→ **WHAT YOU SHOULD DO**
Beginning at the line containing "filename src/lib.rs" in the material below and ending at the line containing "point for callers.", return each line exactly and add nothing.

→ **EXERCISE MATERIALS**
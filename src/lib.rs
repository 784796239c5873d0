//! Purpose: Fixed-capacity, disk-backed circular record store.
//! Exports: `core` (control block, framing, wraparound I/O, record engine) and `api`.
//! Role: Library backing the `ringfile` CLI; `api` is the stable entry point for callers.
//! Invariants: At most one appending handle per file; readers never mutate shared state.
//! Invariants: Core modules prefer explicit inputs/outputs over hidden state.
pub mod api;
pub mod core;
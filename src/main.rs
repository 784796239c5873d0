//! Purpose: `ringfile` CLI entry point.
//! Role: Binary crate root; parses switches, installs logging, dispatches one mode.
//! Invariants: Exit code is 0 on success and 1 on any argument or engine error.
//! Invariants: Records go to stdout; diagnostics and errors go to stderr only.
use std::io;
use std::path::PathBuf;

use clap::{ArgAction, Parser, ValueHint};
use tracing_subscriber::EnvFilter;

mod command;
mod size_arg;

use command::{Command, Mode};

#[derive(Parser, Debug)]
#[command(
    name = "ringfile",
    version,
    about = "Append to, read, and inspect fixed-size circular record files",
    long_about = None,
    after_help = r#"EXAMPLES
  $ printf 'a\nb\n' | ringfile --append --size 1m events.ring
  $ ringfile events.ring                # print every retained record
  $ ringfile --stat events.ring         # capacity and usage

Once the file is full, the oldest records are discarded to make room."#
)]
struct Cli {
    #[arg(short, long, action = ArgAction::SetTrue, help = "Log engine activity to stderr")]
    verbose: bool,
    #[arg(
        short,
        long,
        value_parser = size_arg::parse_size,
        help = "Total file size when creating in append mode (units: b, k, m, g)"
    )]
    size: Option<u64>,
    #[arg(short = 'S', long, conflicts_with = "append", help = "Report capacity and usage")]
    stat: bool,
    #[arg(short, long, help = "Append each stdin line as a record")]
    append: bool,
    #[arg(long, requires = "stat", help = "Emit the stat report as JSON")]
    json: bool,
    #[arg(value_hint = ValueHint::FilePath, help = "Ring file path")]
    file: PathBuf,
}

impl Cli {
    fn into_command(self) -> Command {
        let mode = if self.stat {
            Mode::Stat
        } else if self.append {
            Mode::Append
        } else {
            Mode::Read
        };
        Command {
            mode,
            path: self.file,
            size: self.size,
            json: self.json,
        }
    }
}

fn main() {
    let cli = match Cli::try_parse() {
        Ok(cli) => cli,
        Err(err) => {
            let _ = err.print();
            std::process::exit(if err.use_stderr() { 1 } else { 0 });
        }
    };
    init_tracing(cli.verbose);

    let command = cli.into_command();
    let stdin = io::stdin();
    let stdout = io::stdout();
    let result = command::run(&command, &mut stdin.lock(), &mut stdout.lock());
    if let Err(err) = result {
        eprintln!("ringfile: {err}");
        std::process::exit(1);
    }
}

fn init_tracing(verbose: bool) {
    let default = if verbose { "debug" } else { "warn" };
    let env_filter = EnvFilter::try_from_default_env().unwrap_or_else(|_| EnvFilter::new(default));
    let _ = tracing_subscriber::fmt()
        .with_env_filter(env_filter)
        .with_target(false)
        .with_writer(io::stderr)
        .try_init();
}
* * *
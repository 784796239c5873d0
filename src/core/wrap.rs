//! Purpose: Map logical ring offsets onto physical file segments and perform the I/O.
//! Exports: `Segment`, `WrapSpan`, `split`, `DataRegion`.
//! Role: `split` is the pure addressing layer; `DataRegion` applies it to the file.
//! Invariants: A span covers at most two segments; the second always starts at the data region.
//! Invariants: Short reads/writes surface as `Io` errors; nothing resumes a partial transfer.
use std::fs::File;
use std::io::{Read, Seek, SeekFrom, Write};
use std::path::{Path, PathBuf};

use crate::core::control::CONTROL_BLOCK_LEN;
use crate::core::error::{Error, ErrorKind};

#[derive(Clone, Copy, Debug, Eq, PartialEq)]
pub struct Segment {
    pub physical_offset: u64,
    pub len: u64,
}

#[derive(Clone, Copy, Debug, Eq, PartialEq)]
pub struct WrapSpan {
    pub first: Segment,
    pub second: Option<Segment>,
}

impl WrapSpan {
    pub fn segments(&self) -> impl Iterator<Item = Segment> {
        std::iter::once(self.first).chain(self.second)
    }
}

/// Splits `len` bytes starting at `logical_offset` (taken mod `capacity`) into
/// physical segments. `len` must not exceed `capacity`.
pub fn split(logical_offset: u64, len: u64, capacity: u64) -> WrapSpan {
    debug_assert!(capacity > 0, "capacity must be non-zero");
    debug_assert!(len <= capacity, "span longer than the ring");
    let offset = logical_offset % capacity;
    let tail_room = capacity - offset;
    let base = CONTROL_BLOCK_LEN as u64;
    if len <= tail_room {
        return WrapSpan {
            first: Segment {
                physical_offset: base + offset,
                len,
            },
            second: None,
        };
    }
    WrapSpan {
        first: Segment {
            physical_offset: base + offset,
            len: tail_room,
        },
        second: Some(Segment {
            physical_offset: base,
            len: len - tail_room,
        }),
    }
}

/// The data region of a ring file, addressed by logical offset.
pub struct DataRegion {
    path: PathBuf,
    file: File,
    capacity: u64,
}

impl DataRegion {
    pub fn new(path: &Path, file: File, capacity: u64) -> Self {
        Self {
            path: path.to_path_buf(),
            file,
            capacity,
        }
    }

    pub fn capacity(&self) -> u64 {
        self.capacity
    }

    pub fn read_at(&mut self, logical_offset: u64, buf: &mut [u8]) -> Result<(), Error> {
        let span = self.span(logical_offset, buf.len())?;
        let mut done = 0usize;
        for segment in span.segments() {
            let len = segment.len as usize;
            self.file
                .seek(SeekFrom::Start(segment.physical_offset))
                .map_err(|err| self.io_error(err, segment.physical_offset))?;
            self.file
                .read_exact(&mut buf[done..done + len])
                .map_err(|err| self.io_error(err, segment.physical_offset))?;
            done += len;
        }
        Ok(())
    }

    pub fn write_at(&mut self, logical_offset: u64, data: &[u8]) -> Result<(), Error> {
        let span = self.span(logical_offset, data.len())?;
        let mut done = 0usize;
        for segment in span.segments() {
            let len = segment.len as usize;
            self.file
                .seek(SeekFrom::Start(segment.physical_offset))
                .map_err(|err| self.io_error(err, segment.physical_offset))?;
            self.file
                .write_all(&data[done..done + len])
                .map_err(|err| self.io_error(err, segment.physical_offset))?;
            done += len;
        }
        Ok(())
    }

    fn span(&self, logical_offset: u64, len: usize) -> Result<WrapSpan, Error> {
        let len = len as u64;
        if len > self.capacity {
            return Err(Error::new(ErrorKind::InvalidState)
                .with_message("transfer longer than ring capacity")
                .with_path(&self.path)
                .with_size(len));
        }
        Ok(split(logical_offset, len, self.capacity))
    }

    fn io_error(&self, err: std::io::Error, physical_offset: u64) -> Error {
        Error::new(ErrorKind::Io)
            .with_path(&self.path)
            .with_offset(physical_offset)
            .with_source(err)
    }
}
* * *
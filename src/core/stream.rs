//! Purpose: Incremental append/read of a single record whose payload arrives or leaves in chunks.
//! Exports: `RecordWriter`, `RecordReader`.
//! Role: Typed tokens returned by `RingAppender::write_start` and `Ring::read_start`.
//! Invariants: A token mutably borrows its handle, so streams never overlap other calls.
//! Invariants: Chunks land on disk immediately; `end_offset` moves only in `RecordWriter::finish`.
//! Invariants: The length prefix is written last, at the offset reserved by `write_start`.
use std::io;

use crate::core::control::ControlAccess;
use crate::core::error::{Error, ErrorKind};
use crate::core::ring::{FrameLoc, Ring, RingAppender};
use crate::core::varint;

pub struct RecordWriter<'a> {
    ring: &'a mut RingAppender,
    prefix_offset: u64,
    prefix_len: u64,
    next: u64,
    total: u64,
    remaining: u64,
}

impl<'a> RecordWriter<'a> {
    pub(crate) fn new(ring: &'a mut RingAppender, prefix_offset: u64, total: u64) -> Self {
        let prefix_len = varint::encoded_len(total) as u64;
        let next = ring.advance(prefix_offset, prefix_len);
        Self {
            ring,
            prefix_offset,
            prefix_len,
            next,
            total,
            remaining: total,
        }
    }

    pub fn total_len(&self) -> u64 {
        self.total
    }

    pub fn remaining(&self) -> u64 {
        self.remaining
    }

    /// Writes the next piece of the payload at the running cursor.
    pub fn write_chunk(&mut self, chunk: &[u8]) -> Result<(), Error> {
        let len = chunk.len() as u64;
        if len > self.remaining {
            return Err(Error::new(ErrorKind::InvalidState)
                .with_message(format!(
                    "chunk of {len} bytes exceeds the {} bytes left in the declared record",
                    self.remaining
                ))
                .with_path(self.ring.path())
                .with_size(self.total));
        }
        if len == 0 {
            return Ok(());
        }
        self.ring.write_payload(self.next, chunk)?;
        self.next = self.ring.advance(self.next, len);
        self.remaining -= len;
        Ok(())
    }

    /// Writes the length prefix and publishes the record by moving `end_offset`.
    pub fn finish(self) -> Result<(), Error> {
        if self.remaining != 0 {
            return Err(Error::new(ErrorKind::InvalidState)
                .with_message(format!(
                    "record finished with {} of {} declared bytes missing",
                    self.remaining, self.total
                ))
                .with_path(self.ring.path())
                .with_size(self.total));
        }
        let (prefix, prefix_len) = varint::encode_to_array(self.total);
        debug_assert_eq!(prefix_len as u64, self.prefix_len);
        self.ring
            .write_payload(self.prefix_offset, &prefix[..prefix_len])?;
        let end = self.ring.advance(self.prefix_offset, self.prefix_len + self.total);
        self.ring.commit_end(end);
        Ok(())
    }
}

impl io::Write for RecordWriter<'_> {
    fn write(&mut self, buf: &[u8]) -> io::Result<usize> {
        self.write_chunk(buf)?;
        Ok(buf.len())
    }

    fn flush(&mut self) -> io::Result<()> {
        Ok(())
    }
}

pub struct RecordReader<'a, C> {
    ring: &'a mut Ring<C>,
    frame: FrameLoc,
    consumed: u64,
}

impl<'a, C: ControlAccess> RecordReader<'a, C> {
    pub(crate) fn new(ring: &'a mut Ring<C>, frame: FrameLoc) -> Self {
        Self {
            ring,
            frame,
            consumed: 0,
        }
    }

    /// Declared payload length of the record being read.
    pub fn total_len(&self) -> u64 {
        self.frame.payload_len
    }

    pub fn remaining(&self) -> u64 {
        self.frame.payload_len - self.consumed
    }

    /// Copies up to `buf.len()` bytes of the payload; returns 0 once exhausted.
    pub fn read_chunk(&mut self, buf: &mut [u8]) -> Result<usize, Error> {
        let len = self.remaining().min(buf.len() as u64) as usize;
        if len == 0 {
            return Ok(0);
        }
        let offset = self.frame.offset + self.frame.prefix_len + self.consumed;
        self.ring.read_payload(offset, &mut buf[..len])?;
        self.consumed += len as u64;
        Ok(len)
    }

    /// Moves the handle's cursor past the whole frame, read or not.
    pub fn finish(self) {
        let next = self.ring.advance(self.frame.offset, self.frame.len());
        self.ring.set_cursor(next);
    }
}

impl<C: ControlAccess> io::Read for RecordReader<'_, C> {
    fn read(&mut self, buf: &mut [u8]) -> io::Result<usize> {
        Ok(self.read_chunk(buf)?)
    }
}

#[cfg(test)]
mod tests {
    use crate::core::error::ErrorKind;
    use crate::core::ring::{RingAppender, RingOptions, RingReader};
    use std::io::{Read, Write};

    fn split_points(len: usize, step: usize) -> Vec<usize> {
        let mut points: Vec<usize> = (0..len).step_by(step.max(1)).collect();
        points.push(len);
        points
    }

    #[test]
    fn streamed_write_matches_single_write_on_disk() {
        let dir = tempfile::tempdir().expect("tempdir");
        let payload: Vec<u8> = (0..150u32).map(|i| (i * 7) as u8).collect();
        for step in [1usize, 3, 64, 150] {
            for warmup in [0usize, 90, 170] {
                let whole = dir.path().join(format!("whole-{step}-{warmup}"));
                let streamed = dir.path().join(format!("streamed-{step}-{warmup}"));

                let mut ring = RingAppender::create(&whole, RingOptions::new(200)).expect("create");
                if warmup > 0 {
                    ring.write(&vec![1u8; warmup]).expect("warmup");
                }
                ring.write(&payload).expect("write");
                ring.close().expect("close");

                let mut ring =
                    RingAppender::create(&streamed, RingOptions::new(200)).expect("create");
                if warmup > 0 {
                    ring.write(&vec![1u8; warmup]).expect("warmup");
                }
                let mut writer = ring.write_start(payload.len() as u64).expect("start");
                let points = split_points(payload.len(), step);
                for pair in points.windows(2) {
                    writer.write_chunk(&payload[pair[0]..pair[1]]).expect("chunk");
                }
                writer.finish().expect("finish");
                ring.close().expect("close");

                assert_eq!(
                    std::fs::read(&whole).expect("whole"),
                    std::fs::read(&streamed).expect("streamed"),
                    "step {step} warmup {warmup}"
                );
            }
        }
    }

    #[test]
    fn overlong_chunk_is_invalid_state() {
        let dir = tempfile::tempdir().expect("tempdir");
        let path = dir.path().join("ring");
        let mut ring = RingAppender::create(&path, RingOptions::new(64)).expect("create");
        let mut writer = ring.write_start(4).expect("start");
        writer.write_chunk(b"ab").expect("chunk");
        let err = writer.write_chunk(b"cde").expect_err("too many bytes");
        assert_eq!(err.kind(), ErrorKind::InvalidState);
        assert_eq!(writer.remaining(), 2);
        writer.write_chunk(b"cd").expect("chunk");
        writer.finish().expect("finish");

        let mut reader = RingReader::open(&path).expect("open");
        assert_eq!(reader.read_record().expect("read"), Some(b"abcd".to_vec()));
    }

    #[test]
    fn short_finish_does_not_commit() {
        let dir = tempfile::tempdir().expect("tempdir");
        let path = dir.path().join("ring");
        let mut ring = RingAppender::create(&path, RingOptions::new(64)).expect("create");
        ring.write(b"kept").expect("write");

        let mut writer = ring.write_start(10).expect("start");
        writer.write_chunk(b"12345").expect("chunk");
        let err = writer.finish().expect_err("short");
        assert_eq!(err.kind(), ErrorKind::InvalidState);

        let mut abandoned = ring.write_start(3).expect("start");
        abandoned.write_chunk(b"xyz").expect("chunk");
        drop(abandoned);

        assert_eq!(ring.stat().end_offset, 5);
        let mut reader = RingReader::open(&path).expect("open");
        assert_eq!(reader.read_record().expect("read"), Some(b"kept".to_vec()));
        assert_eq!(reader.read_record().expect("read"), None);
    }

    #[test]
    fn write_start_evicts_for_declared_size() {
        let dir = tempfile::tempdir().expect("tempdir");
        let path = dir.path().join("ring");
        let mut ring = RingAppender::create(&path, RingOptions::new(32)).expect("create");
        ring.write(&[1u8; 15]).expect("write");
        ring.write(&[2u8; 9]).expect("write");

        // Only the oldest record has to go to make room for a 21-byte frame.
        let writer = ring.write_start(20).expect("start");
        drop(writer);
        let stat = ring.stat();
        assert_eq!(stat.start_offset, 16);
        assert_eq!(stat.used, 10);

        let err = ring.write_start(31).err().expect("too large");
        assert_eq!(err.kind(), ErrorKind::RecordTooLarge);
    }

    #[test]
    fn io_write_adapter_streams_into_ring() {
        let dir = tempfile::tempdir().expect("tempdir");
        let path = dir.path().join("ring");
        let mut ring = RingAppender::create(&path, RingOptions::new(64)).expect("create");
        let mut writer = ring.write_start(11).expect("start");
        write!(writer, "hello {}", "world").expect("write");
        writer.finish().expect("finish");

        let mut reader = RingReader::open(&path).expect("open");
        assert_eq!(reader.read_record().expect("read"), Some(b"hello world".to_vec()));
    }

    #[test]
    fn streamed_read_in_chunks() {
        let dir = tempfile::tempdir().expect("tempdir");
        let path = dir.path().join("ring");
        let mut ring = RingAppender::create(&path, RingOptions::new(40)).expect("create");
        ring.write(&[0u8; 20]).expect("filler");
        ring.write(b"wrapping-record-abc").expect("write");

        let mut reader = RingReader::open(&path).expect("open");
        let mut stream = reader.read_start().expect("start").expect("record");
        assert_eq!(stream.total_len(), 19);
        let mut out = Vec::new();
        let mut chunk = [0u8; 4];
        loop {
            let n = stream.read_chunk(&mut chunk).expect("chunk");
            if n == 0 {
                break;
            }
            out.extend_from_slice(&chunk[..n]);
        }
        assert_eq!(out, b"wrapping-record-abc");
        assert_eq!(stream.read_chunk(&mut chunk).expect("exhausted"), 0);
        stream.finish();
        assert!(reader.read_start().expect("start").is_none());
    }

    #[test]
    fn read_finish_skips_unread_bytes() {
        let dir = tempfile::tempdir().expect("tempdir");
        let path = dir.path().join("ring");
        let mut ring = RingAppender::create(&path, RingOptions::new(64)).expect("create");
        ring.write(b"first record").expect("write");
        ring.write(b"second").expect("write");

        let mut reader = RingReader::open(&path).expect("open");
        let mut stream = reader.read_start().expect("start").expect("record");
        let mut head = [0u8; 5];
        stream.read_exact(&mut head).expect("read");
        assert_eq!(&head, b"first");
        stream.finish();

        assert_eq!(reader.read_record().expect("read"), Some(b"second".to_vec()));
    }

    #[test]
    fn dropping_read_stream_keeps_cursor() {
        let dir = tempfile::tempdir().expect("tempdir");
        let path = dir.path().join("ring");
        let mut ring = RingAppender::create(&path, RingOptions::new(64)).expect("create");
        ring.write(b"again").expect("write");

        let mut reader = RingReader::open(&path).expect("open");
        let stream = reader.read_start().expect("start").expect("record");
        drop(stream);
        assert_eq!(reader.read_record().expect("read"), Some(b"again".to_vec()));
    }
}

→ **SOLUTION TO THIS PROBLEM**
filename src/lib.rs
repository 784796239c5873d0
//! Purpose: Fixed-capacity, disk-backed circular record store.
//! Exports: `core` (control block, framing, wraparound I/O, record engine) and `api`.
//! Role: Library backing the `ringfile` CLI; `api` is the stable entry point for callers.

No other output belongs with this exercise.